▶ _Input data_

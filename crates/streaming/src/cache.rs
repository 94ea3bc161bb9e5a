use std::collections::VecDeque;

use geometry::Tile;

/// Bounded recency list of tiles that were visible in an earlier frame,
/// oldest at the front. Capacities are a few hundred tiles, so linear
/// lookups are fine.
#[derive(Debug, Clone)]
pub struct TileLru {
    capacity: usize,
    order: VecDeque<Tile>,
}

impl TileLru {
    pub fn new(capacity: usize) -> Self {
        Self {
            capacity,
            order: VecDeque::with_capacity(capacity),
        }
    }

    pub fn capacity(&self) -> usize {
        self.capacity
    }

    pub fn len(&self) -> usize {
        self.order.len()
    }

    pub fn is_empty(&self) -> bool {
        self.order.is_empty()
    }

    pub fn contains(&self, tile: &Tile) -> bool {
        self.order.contains(tile)
    }

    /// Moves `tile` to the most recent position and returns whatever no
    /// longer fits, oldest first. With zero capacity that is `tile` itself.
    pub fn insert(&mut self, tile: Tile) -> Vec<Tile> {
        if self.capacity == 0 {
            return vec![tile];
        }
        self.remove(&tile);
        self.order.push_back(tile);
        self.evict_overflow()
    }

    pub fn remove(&mut self, tile: &Tile) -> bool {
        let Some(pos) = self.order.iter().position(|t| t == tile) else {
            return false;
        };
        self.order.remove(pos);
        true
    }

    pub fn set_capacity(&mut self, capacity: usize) -> Vec<Tile> {
        self.capacity = capacity;
        self.evict_overflow()
    }

    /// Oldest first.
    pub fn iter(&self) -> impl Iterator<Item = &Tile> {
        self.order.iter()
    }

    pub fn clear(&mut self) {
        self.order.clear();
    }

    fn evict_overflow(&mut self) -> Vec<Tile> {
        let excess = self.order.len().saturating_sub(self.capacity);
        self.order.drain(..excess).collect()
    }
}

#[cfg(test)]
mod tests {
    use super::TileLru;
    use geometry::{GeometryId, Tile};
    use pretty_assertions::assert_eq;

    fn tiles(n: u32) -> Vec<Tile> {
        let g = GeometryId::next();
        (0..n).map(|x| Tile::grid(g, 0, x, 0)).collect()
    }

    #[test]
    fn evicts_least_recent_first() {
        let t = tiles(3);
        let mut lru = TileLru::new(2);
        assert!(lru.insert(t[0]).is_empty());
        assert!(lru.insert(t[1]).is_empty());
        // Refreshing t0 makes t1 the oldest.
        assert!(lru.insert(t[0]).is_empty());
        assert_eq!(lru.insert(t[2]), vec![t[1]]);
        assert_eq!(lru.iter().copied().collect::<Vec<_>>(), vec![t[0], t[2]]);
    }

    #[test]
    fn zero_capacity_keeps_nothing() {
        let t = tiles(1);
        let mut lru = TileLru::new(0);
        assert_eq!(lru.insert(t[0]), vec![t[0]]);
        assert!(lru.is_empty());
    }

    #[test]
    fn shrinking_capacity_evicts() {
        let t = tiles(3);
        let mut lru = TileLru::new(3);
        for tile in &t {
            lru.insert(*tile);
        }
        assert_eq!(lru.set_capacity(1), vec![t[0], t[1]]);
        assert!(lru.contains(&t[2]));
        assert!(lru.remove(&t[2]));
        assert!(!lru.remove(&t[2]));
    }
}
use runtime::EventBus;
use view::ControlParameter;

use crate::dynamics::Dynamics;
use crate::method::{ControlEvent, ControlMethod, Input, InputContext};

pub const DEFAULT_QTVR_SPEED: f64 = 8.0;

/// Joystick-style panning: the further the pointer is from where it was
/// pressed, the faster the view turns. Stops as soon as it is released.
///
/// Drives `x`/`y` with velocities in element sizes per second.
#[derive(Debug, Clone)]
pub struct QtvrControlMethod {
    speed: f64,
    pointer: Option<u32>,
    origin: (f64, f64),
}

impl Default for QtvrControlMethod {
    fn default() -> Self {
        Self::new(DEFAULT_QTVR_SPEED)
    }
}

impl QtvrControlMethod {
    pub fn new(speed: f64) -> Self {
        Self {
            speed,
            pointer: None,
            origin: (0.0, 0.0),
        }
    }

    fn emit(out: &mut EventBus<ControlEvent>, vx: f64, vy: f64) {
        out.emit(ControlEvent::dynamics(ControlParameter::X, Dynamics::moving(vx, 0.0)));
        out.emit(ControlEvent::dynamics(ControlParameter::Y, Dynamics::moving(vy, 0.0)));
    }
}

impl ControlMethod for QtvrControlMethod {
    fn handle(&mut self, input: &Input, ctx: &InputContext, out: &mut EventBus<ControlEvent>) {
        match *input {
            Input::PointerDown { pointer, x, y } if self.pointer.is_none() => {
                self.pointer = Some(pointer);
                self.origin = (x, y);
                out.emit(ControlEvent::Active);
            }
            Input::PointerMove { pointer, x, y } if self.pointer == Some(pointer) => {
                let vx = (x - self.origin.0) / ctx.width.max(1.0) * self.speed;
                let vy = (y - self.origin.1) / ctx.height.max(1.0) * self.speed;
                Self::emit(out, vx, vy);
            }
            Input::PointerUp { pointer } if self.pointer == Some(pointer) => {
                self.pointer = None;
                Self::emit(out, 0.0, 0.0);
                out.emit(ControlEvent::Inactive);
            }
            _ => {}
        }
    }

    fn reset(&mut self, out: &mut EventBus<ControlEvent>) {
        if self.pointer.take().is_some() {
            Self::emit(out, 0.0, 0.0);
            out.emit(ControlEvent::Inactive);
        }
    }
}

#[cfg(test)]
mod tests {
    use super::QtvrControlMethod;
    use crate::dynamics::Dynamics;
    use crate::method::{ControlEvent, ControlMethod, Input, InputContext};
    use foundation::Time;
    use runtime::EventBus;
    use view::ControlParameter;

    #[test]
    fn velocity_grows_with_distance_from_origin() {
        let ctx = InputContext {
            now: Time::ZERO,
            width: 200.0,
            height: 100.0,
        };
        let mut qtvr = QtvrControlMethod::new(4.0);
        let mut bus = EventBus::new();
        qtvr.handle(&Input::PointerDown { pointer: 0, x: 100.0, y: 50.0 }, &ctx, &mut bus);
        qtvr.handle(&Input::PointerMove { pointer: 0, x: 150.0, y: 50.0 }, &ctx, &mut bus);
        let events: Vec<ControlEvent> = bus.drain_events().collect();
        assert_eq!(
            events[1],
            ControlEvent::dynamics(ControlParameter::X, Dynamics::moving(1.0, 0.0))
        );

        qtvr.handle(&Input::PointerUp { pointer: 0 }, &ctx, &mut bus);
        let events: Vec<ControlEvent> = bus.drain_events().collect();
        assert_eq!(
            events[0],
            ControlEvent::dynamics(ControlParameter::X, Dynamics::moving(0.0, 0.0))
        );
        assert_eq!(events[2], ControlEvent::Inactive);
    }
}
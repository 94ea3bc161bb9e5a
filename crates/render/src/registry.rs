use std::collections::BTreeMap;

use geometry::GeometryKind;
use view::ViewKind;

use crate::renderer::Renderer;

pub type RendererFactory = Box<dyn Fn() -> Box<dyn Renderer>>;

/// Renderer implementations keyed by the geometry/view pairing they draw.
#[derive(Default)]
pub struct RendererRegistry {
    factories: BTreeMap<(GeometryKind, ViewKind), RendererFactory>,
}

impl std::fmt::Debug for RendererRegistry {
    fn fmt(&self, f: &mut std::fmt::Formatter<'_>) -> std::fmt::Result {
        f.debug_set().entries(self.factories.keys()).finish()
    }
}

impl RendererRegistry {
    pub fn new() -> Self {
        Self::default()
    }

    /// Binds a factory to a pairing, replacing any earlier one. Returns
    /// whether a factory was replaced.
    pub fn register<F>(&mut self, geometry: GeometryKind, view: ViewKind, factory: F) -> bool
    where
        F: Fn() -> Box<dyn Renderer> + 'static,
    {
        tracing::debug!(%geometry, %view, "registered renderer");
        self.factories
            .insert((geometry, view), Box::new(factory))
            .is_some()
    }

    pub fn contains(&self, geometry: GeometryKind, view: ViewKind) -> bool {
        self.factories.contains_key(&(geometry, view))
    }

    pub fn create(&self, geometry: GeometryKind, view: ViewKind) -> Option<Box<dyn Renderer>> {
        self.factories.get(&(geometry, view)).map(|make| make())
    }

    pub fn pairings(&self) -> impl Iterator<Item = (GeometryKind, ViewKind)> + '_ {
        self.factories.keys().copied()
    }
}
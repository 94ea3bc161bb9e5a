use std::cell::RefCell;
use std::rc::Rc;

use foundation::Time;
use geometry::Tile;

use crate::asset::Asset;

#[derive(Debug, Clone, PartialEq, Eq)]
pub enum LoadError {
    /// Transient; the store retries after its retry delay.
    Network { message: String },
    Decode { message: String },
    Cancelled,
    /// The source dropped its completer without answering.
    Abandoned,
}

impl LoadError {
    pub fn network(message: impl Into<String>) -> Self {
        LoadError::Network {
            message: message.into(),
        }
    }

    pub fn decode(message: impl Into<String>) -> Self {
        LoadError::Decode {
            message: message.into(),
        }
    }

    pub fn is_retryable(&self) -> bool {
        matches!(self, LoadError::Network { .. })
    }
}

impl std::fmt::Display for LoadError {
    fn fmt(&self, f: &mut std::fmt::Formatter<'_>) -> std::fmt::Result {
        match self {
            LoadError::Network { message } => write!(f, "network error: {message}"),
            LoadError::Decode { message } => write!(f, "decode error: {message}"),
            LoadError::Cancelled => write!(f, "load cancelled"),
            LoadError::Abandoned => write!(f, "load abandoned by source"),
        }
    }
}

impl std::error::Error for LoadError {}

pub type LoadResult = Result<Box<dyn Asset>, LoadError>;

enum Slot {
    Pending,
    Done(LoadResult),
    Cancelled,
    Taken,
}

/// Consumer end of one asset load.
///
/// Cancelling is idempotent and race-safe: once cancelled, a later
/// completion is dropped unseen.
pub struct LoadHandle {
    slot: Rc<RefCell<Slot>>,
}

/// Producer end of one asset load, held by the source until the asset is
/// ready. Answers at most once.
pub struct Completer {
    slot: Rc<RefCell<Slot>>,
}

/// Creates a connected handle/completer pair.
pub fn load_channel() -> (LoadHandle, Completer) {
    let slot = Rc::new(RefCell::new(Slot::Pending));
    (
        LoadHandle {
            slot: Rc::clone(&slot),
        },
        Completer { slot },
    )
}

impl LoadHandle {
    /// A load that has already finished.
    pub fn ready(result: LoadResult) -> Self {
        Self {
            slot: Rc::new(RefCell::new(Slot::Done(result))),
        }
    }

    /// Returns `true` if this call cancelled a pending load. Cancelling a
    /// finished, taken or already-cancelled load does nothing.
    pub fn cancel(&self) -> bool {
        let mut slot = self.slot.borrow_mut();
        if matches!(*slot, Slot::Pending) {
            *slot = Slot::Cancelled;
            true
        } else {
            false
        }
    }

    pub fn is_cancelled(&self) -> bool {
        matches!(*self.slot.borrow(), Slot::Cancelled)
    }

    pub fn is_pending(&self) -> bool {
        matches!(*self.slot.borrow(), Slot::Pending)
    }

    /// Hands out the result once it is available. Returns `None` while
    /// pending and after the result was taken or the load cancelled.
    pub fn take(&self) -> Option<LoadResult> {
        let mut slot = self.slot.borrow_mut();
        if !matches!(*slot, Slot::Done(_)) {
            return None;
        }
        match std::mem::replace(&mut *slot, Slot::Taken) {
            Slot::Done(result) => Some(result),
            _ => None,
        }
    }
}

impl std::fmt::Debug for LoadHandle {
    fn fmt(&self, f: &mut std::fmt::Formatter<'_>) -> std::fmt::Result {
        let state = match *self.slot.borrow() {
            Slot::Pending => "pending",
            Slot::Done(Ok(_)) => "loaded",
            Slot::Done(Err(_)) => "failed",
            Slot::Cancelled => "cancelled",
            Slot::Taken => "taken",
        };
        f.debug_struct("LoadHandle").field("state", &state).finish()
    }
}

impl Completer {
    /// Delivers the result. Returns `false` if the load was cancelled, in
    /// which case the result is dropped without being seen.
    pub fn complete(self, result: LoadResult) -> bool {
        let mut slot = self.slot.borrow_mut();
        if matches!(*slot, Slot::Pending) {
            *slot = Slot::Done(result);
            true
        } else {
            false
        }
    }

    pub fn is_cancelled(&self) -> bool {
        matches!(*self.slot.borrow(), Slot::Cancelled)
    }
}

impl Drop for Completer {
    fn drop(&mut self) {
        let mut slot = self.slot.borrow_mut();
        if matches!(*slot, Slot::Pending) {
            *slot = Slot::Done(Err(LoadError::Abandoned));
        }
    }
}

impl std::fmt::Debug for Completer {
    fn fmt(&self, f: &mut std::fmt::Formatter<'_>) -> std::fmt::Result {
        f.debug_struct("Completer")
            .field("cancelled", &self.is_cancelled())
            .finish()
    }
}

/// Supplier of per-tile assets.
pub trait Source {
    /// Starts loading the asset for `tile`.
    fn load_asset(&mut self, tile: &Tile) -> LoadHandle;

    /// Gives sources that finish work cooperatively a chance to do so; the
    /// store calls it at the start of every frame.
    fn poll(&mut self, _now: Time) {}
}
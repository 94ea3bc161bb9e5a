mod vec;

pub use vec::*;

▶ _To do_
Give only the number of lines in the material above that include the word "Cancelling".

▶ _Final answer_
2